• **What the task asks**
Repeat only the lines running from the beginning of the material through the line that contains "use super::state::AssociationState;".

• **Records for processing**
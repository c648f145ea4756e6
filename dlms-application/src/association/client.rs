//! Client side of the association handshake
//!
//! Like the server engine, [`ClientAssociation`] only builds and parses
//! APDUs; the connection drives the transport.

use super::ciphering::{CipherContext, glo_tag, is_glo_tag};
use super::events::{AssociationEvent, AssociationEventListener, EventsEmitter};
use super::hls::{DEFAULT_INVOKE_ID_AND_PRIORITY, decode_reply_to_hls_response, encode_reply_to_hls_request};
use super::state::AssociationState;
use crate::conformance::Conformance;
use crate::initiate::{ConfirmedServiceError, DEFAULT_MAX_PDU_SIZE, InitiateRequest, InitiateResponse};
use dlms_asn1::{Aare, Aarq, ApplicationContextName, MechanismName, ReleaseRequestReason, Rlre, Rlrq};
use dlms_core::{DlmsError, DlmsResult};
use dlms_security::utils::generate_aes128_key;
use dlms_security::{
    AuthenticationMechanism, SYSTEM_TITLE_LENGTH, SecuritySuite, generate_challenge, hls_response,
    verify_hls_response,
};
use log::{debug, info, warn};
use std::sync::Arc;

#[derive(Debug, Clone)]
pub struct ClientAssociationSettings {
    pub suite: SecuritySuite,
    pub logical_name: bool,
    /// Client system title, required for ciphered contexts and HLS-GMAC
    pub system_title: Option<Vec<u8>>,
    pub proposed_conformance: Conformance,
    pub max_receive_pdu_size: u16,
    /// Length of the CtoS challenge for HLS mechanisms
    pub challenge_length: usize,
}

impl ClientAssociationSettings {
    pub fn new(suite: SecuritySuite) -> Self {
        Self {
            suite,
            logical_name: true,
            system_title: None,
            proposed_conformance: Conformance::logical_name_default(),
            max_receive_pdu_size: DEFAULT_MAX_PDU_SIZE,
            challenge_length: 16,
        }
    }

    pub fn with_system_title(mut self, system_title: Vec<u8>) -> Self {
        self.system_title = Some(system_title);
        self
    }

    /// Switch to short name referencing
    pub fn with_short_name(mut self) -> Self {
        self.logical_name = false;
        self.proposed_conformance = Conformance::short_name_default();
        self
    }

    pub fn with_conformance(mut self, conformance: Conformance) -> Self {
        self.proposed_conformance = conformance;
        self
    }

    pub fn with_max_receive_pdu_size(mut self, size: u16) -> Self {
        self.max_receive_pdu_size = size;
        self
    }

    pub fn with_challenge_length(mut self, length: usize) -> Self {
        self.challenge_length = length;
        self
    }

    fn needs_system_title(&self) -> bool {
        self.suite.is_ciphered() || self.suite.authentication_mechanism() == AuthenticationMechanism::HlsGmac
    }
}

/// One association on the client side of a connection
#[derive(Debug)]
pub struct ClientAssociation {
    settings: ClientAssociationSettings,
    state: AssociationState,
    events: EventsEmitter,
    cipher: Option<CipherContext>,
    dedicated_key: Option<Vec<u8>>,
    client_challenge: Option<Vec<u8>>,
    server_challenge: Option<Vec<u8>>,
    server_system_title: Option<Vec<u8>>,
    negotiated: Option<InitiateResponse>,
    authenticated: bool,
    invocation_counter: u32,
}
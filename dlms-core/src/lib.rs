//! Core types and utilities for DLMS/COSEM protocol
//!
//! This crate provides the error taxonomy shared by every layer of the
//! stack and the [`Fragment`] chunking primitive used for segmented
//! transfer.

pub mod error;
pub mod fragment;

pub use error::{DlmsError, DlmsResult, ErrorCategory};
pub use fragment::Fragment;
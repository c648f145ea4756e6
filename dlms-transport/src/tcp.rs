//! TCP transport implementation

use crate::io::IoTransport;
use crate::stream::{StreamAccessor, TransportLayer, already_open, not_connected, with_timeout};
use async_trait::async_trait;
use dlms_core::{DlmsError, DlmsResult};
use std::net::SocketAddr;
use std::time::Duration;
use tokio::net::TcpStream;

/// TCP transport layer settings
#[derive(Debug, Clone)]
pub struct TcpSettings {
    pub address: SocketAddr,
    pub timeout: Option<Duration>,
}

impl TcpSettings {
    /// Create new TCP settings with a 30 second timeout
    pub fn new(address: SocketAddr) -> Self {
        Self {
            address,
            timeout: Some(Duration::from_secs(30)),
        }
    }

    pub fn with_timeout(address: SocketAddr, timeout: Duration) -> Self {
        Self {
            address,
            timeout: Some(timeout),
        }
    }
}

/// TCP transport layer implementation
#[derive(Debug)]
pub struct TcpTransport {
    inner: Option<IoTransport<TcpStream>>,
    settings: TcpSettings,
}

impl TcpTransport {
    /// Create a new, unopened TCP transport
    pub fn new(settings: TcpSettings) -> Self {
        Self {
            inner: None,
            settings,
        }
    }

    /// Create TCP transport from an address string such as `"10.0.0.7:4059"`
    pub fn from_address(address: &str) -> DlmsResult<Self> {
        let addr: SocketAddr = address
            .parse()
            .map_err(|e| DlmsError::Configuration(format!("Invalid TCP address: {}", e)))?;
        Ok(Self::new(TcpSettings::new(addr)))
    }

    /// Wrap an accepted socket (server side)
    ///
    /// # Arguments
    /// * `stream` - The already-connected TCP stream
    /// * `timeout` - Optional read/write timeout
    pub fn from_connected_stream(stream: TcpStream, timeout: Option<Duration>) -> Self {
        let address = stream
            .peer_addr()
            .unwrap_or_else(|_| SocketAddr::from(([0, 0, 0, 0], 0)));
        Self {
            inner: Some(IoTransport::with_timeout(stream, timeout)),
            settings: TcpSettings { address, timeout },
        }
    }

    /// Remote socket address
    pub fn peer_addr(&self) -> SocketAddr {
        self.settings.address
    }

    fn stream(&mut self) -> DlmsResult<&mut IoTransport<TcpStream>> {
        self.inner.as_mut().ok_or_else(|| not_connected("TCP stream"))
    }
}

#[async_trait]
impl TransportLayer for TcpTransport {
    async fn open(&mut self) -> DlmsResult<()> {
        if self.inner.as_ref().is_some_and(|s| !s.is_closed()) {
            return Err(already_open());
        }
        let stream = with_timeout(self.settings.timeout, TcpStream::connect(self.settings.address)).await?;
        stream.set_nodelay(true)?;
        self.inner = Some(IoTransport::with_timeout(stream, self.settings.timeout));
        Ok(())
    }
}

#[async_trait]
impl StreamAccessor for TcpTransport {
    async fn set_timeout(&mut self, timeout: Option<Duration>) -> DlmsResult<()> {
        self.settings.timeout = timeout;
        if let Some(inner) = self.inner.as_mut() {
            inner.set_timeout(timeout).await?;
        }
        Ok(())
    }

    async fn read(&mut self, buf: &mut [u8]) -> DlmsResult<usize> {
        self.stream()?.read(buf).await
    }

    async fn write(&mut self, buf: &[u8]) -> DlmsResult<usize> {
        self.stream()?.write(buf).await
    }

    async fn flush(&mut self) -> DlmsResult<()> {
        self.stream()?.flush().await
    }

    fn is_closed(&self) -> bool {
        self.inner.as_ref().is_none_or(|s| s.is_closed())
    }

    async fn close(&mut self) -> DlmsResult<()> {
        if let Some(mut stream) = self.inner.take() {
            stream.close().await?;
        }
        Ok(())
    }
}

#[cfg(test)]
mod tests {
    use super::*;
    use tokio::net::TcpListener;

    #[test]
    fn test_tcp_settings() {
        let addr: SocketAddr = "127.0.0.1:4059".parse().unwrap();
        let settings = TcpSettings::new(addr);
        assert_eq!(settings.address, addr);
        assert_eq!(settings.timeout, Some(Duration::from_secs(30)));
    }

    #[test]
    fn test_bad_address_is_configuration_error() {
        let err = TcpTransport::from_address("not-an-address").unwrap_err();
        assert!(err.is_local_fault());
    }

    #[tokio::test]
    async fn test_connect_and_exchange() {
        let listener = TcpListener::bind("127.0.0.1:0").await.unwrap();
        let addr = listener.local_addr().unwrap();

        let server = tokio::spawn(async move {
            let (socket, _) = listener.accept().await.unwrap();
            let mut transport = TcpTransport::from_connected_stream(socket, None);
            let mut buf = [0u8; 3];
            transport.read_exact(&mut buf).await.unwrap();
            transport.write_all(&buf).await.unwrap();
        });

        let mut client = TcpTransport::new(TcpSettings::with_timeout(addr, Duration::from_secs(2)));
        assert!(client.is_closed());
        client.open().await.unwrap();
        client.write_all(b"abc").await.unwrap();
        let mut echo = [0u8; 3];
        client.read_exact(&mut echo).await.unwrap();
        assert_eq!(&echo, b"abc");
        server.await.unwrap();

        client.close().await.unwrap();
        assert!(client.is_closed());
    }
}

• **Response to the task**
repository c648f145ea4756e6
filename dlms-application/src/association/client.rs
//! Client side of the association handshake
//!
//! Like the server engine, [`ClientAssociation`] only builds and parses
//! APDUs; the connection drives the transport.

use super::ciphering::{CipherContext, glo_tag, is_glo_tag};
use super::events::{AssociationEvent, AssociationEventListener, EventsEmitter};
use super::hls::{DEFAULT_INVOKE_ID_AND_PRIORITY, decode_reply_to_hls_response, encode_reply_to_hls_request};
use super::state::AssociationState;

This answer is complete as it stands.